Entonces, hay momentos en que debemos usar los medios naturales y humanos que están en nuestro alcance. A veces esto es como Dios quiere ayudarnos como en la broma. Sin embargo, en estas situaciones, la prudencia debe reconocer las agendas escondidas y las obligaciones que no se mencionan. También los medios humanos y naturales solamente nos ayudan directamente al respecto de nuestra vida en este mundo; pueden servir nuestra salvación eterna solamente en la medida que nos disponen o nos llevan a los auxilios sobrenaturales que Dios nos provee. En el orden sobrenatural ‘la canoa, el barquito de motor, y el helicóptero’ son la Iglesia, los sacramentos, y la palabra de Dios, que se encuentra en la sagrada Escritura y la Tradición de la Iglesia.
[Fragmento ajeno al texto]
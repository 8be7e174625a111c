//! Byte-stream collaborator interface
//!
//! The protocol layer never touches sockets. A transport owns the
//! [`Connection`] buffers, appends whatever bytes arrive, flushes whatever the
//! protocol queued, and reports liveness through a callback from a single
//! polling loop.

use crate::connection::{Connection, ConnectionId};
use log::debug;
use std::collections::{BTreeMap, HashMap, VecDeque};
use std::io;
use std::time::Duration;

/// What happened to a connection during a poll
#[derive(Debug, Clone, Copy, PartialEq, Eq)]
pub enum Event {
    Opened,
    /// The peer went away. The connection is already closed when passed in.
    Closed,
    /// New bytes were appended to the incoming buffer
    DataReady,
}

#[allow(async_fn_in_trait)]
pub trait Transport {
    /// Flushes queued output, waits at most `max_wait` for activity, then
    /// reports every ready event to `on_event` in arrival order.
    ///
    /// A connection closed from inside `on_event` is torn down after the
    /// callback returns; no further events are reported for it, including
    /// `Closed`.
    async fn poll<F>(&mut self, max_wait: Duration, on_event: F) -> io::Result<()>
    where
        F: FnMut(&mut Connection, Event);

    fn connection_mut(&mut self, id: ConnectionId) -> Option<&mut Connection>;

    /// Live connections, lowest id first
    fn connection_ids(&self) -> Vec<ConnectionId>;
}

#[derive(Debug)]
enum Scripted {
    Open,
    Data(Vec<u8>),
    HangUp,
}

/// Transport driven by hand, for tests and local loopback.
///
/// Events are queued with [`open`](Self::open), [`deliver`](Self::deliver) and
/// [`hang_up`](Self::hang_up) and reported on the next poll. Flushed bytes
/// collect per connection until [`take_sent`](Self::take_sent).
#[derive(Debug, Default)]
pub struct MemoryTransport {
    connections: BTreeMap<ConnectionId, Connection>,
    pending: VecDeque<(ConnectionId, Scripted)>,
    sent: HashMap<ConnectionId, Vec<u8>>,
    next_id: ConnectionId,
}

impl MemoryTransport {
    pub fn new() -> Self {
        Self::default()
    }

    /// Queues a new connection and returns the id it will carry.
    pub fn open(&mut self) -> ConnectionId {
        let id = self.next_id;
        self.next_id += 1;
        self.pending.push_back((id, Scripted::Open));
        id
    }

    pub fn deliver(&mut self, id: ConnectionId, bytes: &[u8]) {
        self.pending.push_back((id, Scripted::Data(bytes.to_vec())));
    }

    /// Queues a remote disconnect.
    pub fn hang_up(&mut self, id: ConnectionId) {
        self.pending.push_back((id, Scripted::HangUp));
    }

    pub fn is_open(&self, id: ConnectionId) -> bool {
        self.connections.contains_key(&id)
    }

    /// Everything flushed to the peer of `id` since the last call.
    pub fn take_sent(&mut self, id: ConnectionId) -> Vec<u8> {
        self.flush();
        self.sent.remove(&id).unwrap_or_default()
    }

    fn flush(&mut self) {
        for (id, connection) in &mut self.connections {
            let bytes = connection.take_outgoing();
            if !bytes.is_empty() {
                self.sent.entry(*id).or_default().extend(bytes);
            }
        }
    }

    fn reap(&mut self, id: ConnectionId) {
        if self.connections.get(&id).is_some_and(|c| !c.is_open()) {
            debug!("dropping locally closed connection {}", id);
            self.connections.remove(&id);
        }
    }
}

impl Transport for MemoryTransport {
    async fn poll<F>(&mut self, max_wait: Duration, mut on_event: F) -> io::Result<()>
    where
        F: FnMut(&mut Connection, Event),
    {
        self.flush();
        if self.pending.is_empty() {
            if !max_wait.is_zero() {
                tokio::time::sleep(max_wait).await;
            }
            return Ok(());
        }

        while let Some((id, scripted)) = self.pending.pop_front() {
            match scripted {
                Scripted::Open => {
                    let connection = self
                        .connections
                        .entry(id)
                        .or_insert_with(|| Connection::new(id));
                    on_event(connection, Event::Opened);
                }
                Scripted::Data(bytes) => {
                    if let Some(connection) = self.connections.get_mut(&id) {
                        connection.receive(&bytes);
                        on_event(connection, Event::DataReady);
                    }
                }
                Scripted::HangUp => {
                    if let Some(mut connection) = self.connections.remove(&id) {
                        connection.close();
                        on_event(&mut connection, Event::Closed);
                    }
                }
            }
            self.reap(id);
        }

        self.flush();
        Ok(())
    }

    fn connection_mut(&mut self, id: ConnectionId) -> Option<&mut Connection> {
        self.connections.get_mut(&id)
    }

    fn connection_ids(&self) -> Vec<ConnectionId> {
        self.connections.keys().copied().collect()
    }
}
De veras, necesitamos todos los tres.

Sea como fuera, ahora mismo, en la nación, en todo el mundo, y incluso en la Iglesia misma, estamos experimentando una crisis de una magnitud inaudita. La pandemia es solamente una parte de la crisis, pero una parte que ha llevado todo al ponto de estallar. No hay una solución humana.

No pongan su confianza en los poderosos, ni presidentes, no políticos, ni peritos, ni médicos, y sobretodo ni las noticias del día.

El Señor vendrá en verdad para salvar aquellos que pongan su confianza en él. El lo hará de una manera que se proporciona a la gravedad de la crisis. El lo hará de una manera que al momento es desconocido y inesperado. Es lo que ya nos ha dicho, que vendrá de manera repentina como ladrón en la noche, en una hora inesperada. (cf. Mt 24,43-44)

Es como el lo hizo en México hace 500 años cuando la Virgen apareció a San Juan Diego y después 10 millón personas indígenas vinieron para ser bautizado.

Por eso, velen en la esperanza, en la oración, y en la fidelidad a la voluntad de Dios.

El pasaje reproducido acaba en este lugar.